高井弁護士は言うまでもなく日本の法曹界における労働法分野の第一人者であり、私は以前企業にいた時代に出会ってかれこれ25年以上が経つ。

この人の凄さは何と言っても好奇心旺盛で行動力とスピードがあるところだが、それ以上に凄いのが(これは深く付き合わないとなかなか分からないが)、森羅万象の理を分かっていることだ。ものの道理が分かっていると言っても良いだろう。

分かりやすく言うと、何か問題が生じた時に「どこをどう押せば、どこがどう出る」というようなことが分かっているということだ。そして複雑な問題をいたってシンプルにしてしまう。

一見何も関心が無いような素振りを見せ、知らん顔をしてあらぬ方向を向いていながら、実は凄いスピードで考え緻密に分析していることが多い。

私が随分前に何かの会に出た時、たまたま隣に座っていた弁護士に高井氏の話をしたら、その人も名前を知っていて「高井先生の魅力は”論旨明快”の一言に尽きます」と言っていたのを思い出す。

本質を見抜く力とでもいうのだろうか、そういうセンスを持っている。私もその頃、近くで随分勉強したような気がする。私はたまに「市川マジック」と言われることがあるが、その大元は「高井マジック」なのだと思う。

今から10年以上も昔の話だが、日曜日の朝6時頃に電話があり、”何かあったのか”と慌てて出るとのんびりした声で「何してた?(寝てたに決まってる!)ちょっと事務所に来ない?」などと言う。誘われるままに朝早くタクシーで高井事務所まで行き、誰も居ない事務所で二人でサンドイッチを食べながら取り留めの無い話をして時間を過ごしていたことを思い出す。

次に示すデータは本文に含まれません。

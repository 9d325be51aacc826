//! Error types for evaluation
//!
//! Every fallible operation in this crate returns [`EvalResult`]. Malformed
//! input is always surfaced to the caller; nothing is skipped silently.

use std::path::Path;

use thiserror::Error;

/// Result type alias for evaluation operations
pub type EvalResult<T> = Result<T, EvalError>;

/// Main error type for the evaluation crate
#[derive(Error, Debug, Clone, PartialEq)]
pub enum EvalError {
    /// No samples were supplied, so no metric is meaningful
    #[error("Empty input: no samples to evaluate")]
    EmptyInput,

    /// A sample is missing its identifier or a label
    #[error("Malformed sample at index {index}: {reason}")]
    MalformedSample { index: usize, reason: String },

    /// The same identifier appeared twice in one run
    #[error("Duplicate sample identifier: {identifier}")]
    DuplicateSample { identifier: String },

    /// Configuration values out of range or unreadable
    #[error("Invalid configuration: {message}")]
    InvalidConfig { message: String },

    /// IO errors
    #[error("IO error: {message}")]
    Io {
        message: String,
        path: Option<String>,
    },

    /// Dataset or prediction file could not be decoded
    #[error("Parse error: {message}")]
    Parse {
        message: String,
        path: Option<String>,
    },

    /// A raw model response could not be turned into JSON
    #[error("Response could not be parsed as JSON: {message}")]
    ResponseParse { message: String },
}

impl EvalError {
    /// Create a malformed sample error
    pub fn malformed(index: usize, reason: impl Into<String>) -> Self {
        Self::MalformedSample {
            index,
            reason: reason.into(),
        }
    }

    /// Create a duplicate sample error
    pub fn duplicate(identifier: impl Into<String>) -> Self {
        Self::DuplicateSample {
            identifier: identifier.into(),
        }
    }

    /// Create a configuration error
    pub fn config(message: impl Into<String>) -> Self {
        Self::InvalidConfig {
            message: message.into(),
        }
    }

    /// Create an IO error tied to a path
    pub fn io(message: impl Into<String>, path: &Path) -> Self {
        Self::Io {
            message: message.into(),
            path: Some(path.display().to_string()),
        }
    }

    /// Create a parse error tied to a path
    pub fn parse(message: impl Into<String>, path: &Path) -> Self {
        Self::Parse {
            message: message.into(),
            path: Some(path.display().to_string()),
        }
    }

    /// Stable code for programmatic handling
    pub fn error_code(&self) -> &'static str {
        match self {
            EvalError::EmptyInput => "EMPTY_INPUT",
            EvalError::MalformedSample { .. } => "MALFORMED_SAMPLE",
            EvalError::DuplicateSample { .. } => "DUPLICATE_SAMPLE",
            EvalError::InvalidConfig { .. } => "INVALID_CONFIG",
            EvalError::Io { .. } => "IO_ERROR",
            EvalError::Parse { .. } => "PARSE_ERROR",
            EvalError::ResponseParse { .. } => "RESPONSE_PARSE_ERROR",
        }
    }
}

impl From<std::io::Error> for EvalError {
    fn from(err: std::io::Error) -> Self {
        Self::Io {
            message: err.to_string(),
            path: None,
        }
    }
}

impl From<serde_json::Error> for EvalError {
    fn from(err: serde_json::Error) -> Self {
        Self::Parse {
            message: err.to_string(),
            path: None,
        }
    }
}

impl From<serde_yaml::Error> for EvalError {
    fn from(err: serde_yaml::Error) -> Self {
        Self::Parse {
            message: err.to_string(),
            path: None,
        }
    }
}

#[cfg(test)]
mod tests {
    use super::*;

    #[test]
    fn test_error_display() {
        let err = EvalError::malformed(3, "missing identifier");
        assert_eq!(
            err.to_string(),
            "Malformed sample at index 3: missing identifier"
        );
        assert_eq!(err.error_code(), "MALFORMED_SAMPLE");
    }

    #[test]
    fn test_io_conversion() {
        let io = std::io::Error::new(std::io::ErrorKind::NotFound, "gone");
        let err: EvalError = io.into();
        assert!(matches!(err, EvalError::Io { path: None, .. }));
    }
}
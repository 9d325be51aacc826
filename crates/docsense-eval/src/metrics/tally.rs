//! Confusion tally
//!
//! Per-label true positive, false positive and false negative counts.

use std::collections::BTreeMap;

use super::types::ClassMetrics;
use crate::samples::LabeledSample;

#[derive(Debug, Clone, Copy, Default, PartialEq, Eq)]
struct Counts {
    tp: u32,
    fp: u32,
    fn_: u32,
}

/// Running TP/FP/FN counts keyed by label
#[derive(Debug, Clone, Default)]
pub struct ConfusionTally {
    counts: BTreeMap<String, Counts>,
}

impl ConfusionTally {
    /// Create an empty tally
    pub fn new() -> Self {
        Self::default()
    }

    /// Count one sample
    pub fn record(&mut self, sample: &LabeledSample) {
        if sample.is_correct() {
            self.entry(&sample.true_label).tp += 1;
        } else {
            self.entry(&sample.predicted_label).fp += 1;
            self.entry(&sample.true_label).fn_ += 1;
        }
    }

    fn entry(&mut self, label: &str) -> &mut Counts {
        self.counts.entry(label.to_string()).or_default()
    }

    /// Labels seen so far, sorted
    pub fn labels(&self) -> impl Iterator<Item = &str> {
        self.counts.keys().map(String::as_str)
    }

    /// (TP, FP, FN) for a label
    pub fn counts(&self, label: &str) -> Option<(u32, u32, u32)> {
        self.counts.get(label).map(|c| (c.tp, c.fp, c.fn_))
    }

    /// Derive per-class metrics for every label
    pub fn class_metrics(&self) -> BTreeMap<String, ClassMetrics> {
        self.counts
            .iter()
            .map(|(label, c)| (label.clone(), ClassMetrics::from_counts(c.tp, c.fp, c.fn_)))
            .collect()
    }
}
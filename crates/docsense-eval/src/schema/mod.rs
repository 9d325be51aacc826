//! Extraction schema
//!
//! Document types, the fields each type is expected to yield, and the
//! rules used to compare an extracted value against ground truth.

mod document;
mod matcher;

pub use document::DocumentType;
pub use matcher::FieldMatcher;

use serde_json::Value;

use crate::samples::FieldComparison;

/// Build one comparison per schema field of `doc_type`
///
/// Fields absent from either JSON object are treated as null. Extra keys
/// outside the schema are ignored.
pub fn compare_extraction(
    identifier: &str,
    doc_type: DocumentType,
    predicted: &Value,
    truth: &Value,
    matcher: &FieldMatcher,
) -> Vec<FieldComparison> {
    doc_type
        .fields()
        .iter()
        .map(|field| {
            let predicted_value = predicted.get(*field).cloned().unwrap_or(Value::Null);
            let true_value = truth.get(*field).cloned().unwrap_or(Value::Null);
            let matched = matcher.matches(&predicted_value, &true_value);
            FieldComparison::new(identifier, *field, predicted_value, true_value, matched)
        })
        .collect()
}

そして、何の目的も無いようなそういう時間が、今となってはいろいろな意味があったように思えるのが不思議だ。

最近は会うことも殆どないが、いつまでも元気でいて欲しいものだ。昨年からfacebookを始めたようで(私も友達になっているが)、相変わらず海外視察にも頻繁に行かれているらしく、まだまだ好奇心と行動力は尽きないようだ。

以前、高井事務所に大塚さんという事務長がいた(大塚さんはもう亡くなってしまったが)ときに、その大塚さんを囲んで有志が集まり酒を飲む「大塚会」という集まりを主催し、私の事務所で月一回酒盛りをしていたことがある。そこには高井事務所関係者だけでなく、私が顧問をしていた会社の社長たちも多く集まり、高井先生の話題で大いに盛り上がったものだ。

さすがに後半は不定期になったが、それでも5年ほどは続いたように思う。毎回高井先生の話題を肴に盛り上がっていたが、5年間も肴にできるほど話題が尽きない高井伸夫という人は、今さらながら凄い人だと思う。

大塚さんが当時良く言っていた「いやあ大変だけどしょうがないよ、惚れた弱みだね」というセリフが今でも忘れられない。

今回は何故だか急に懐かしくなって高井先生のことを書いてしまった。迷惑だったら申し訳ない。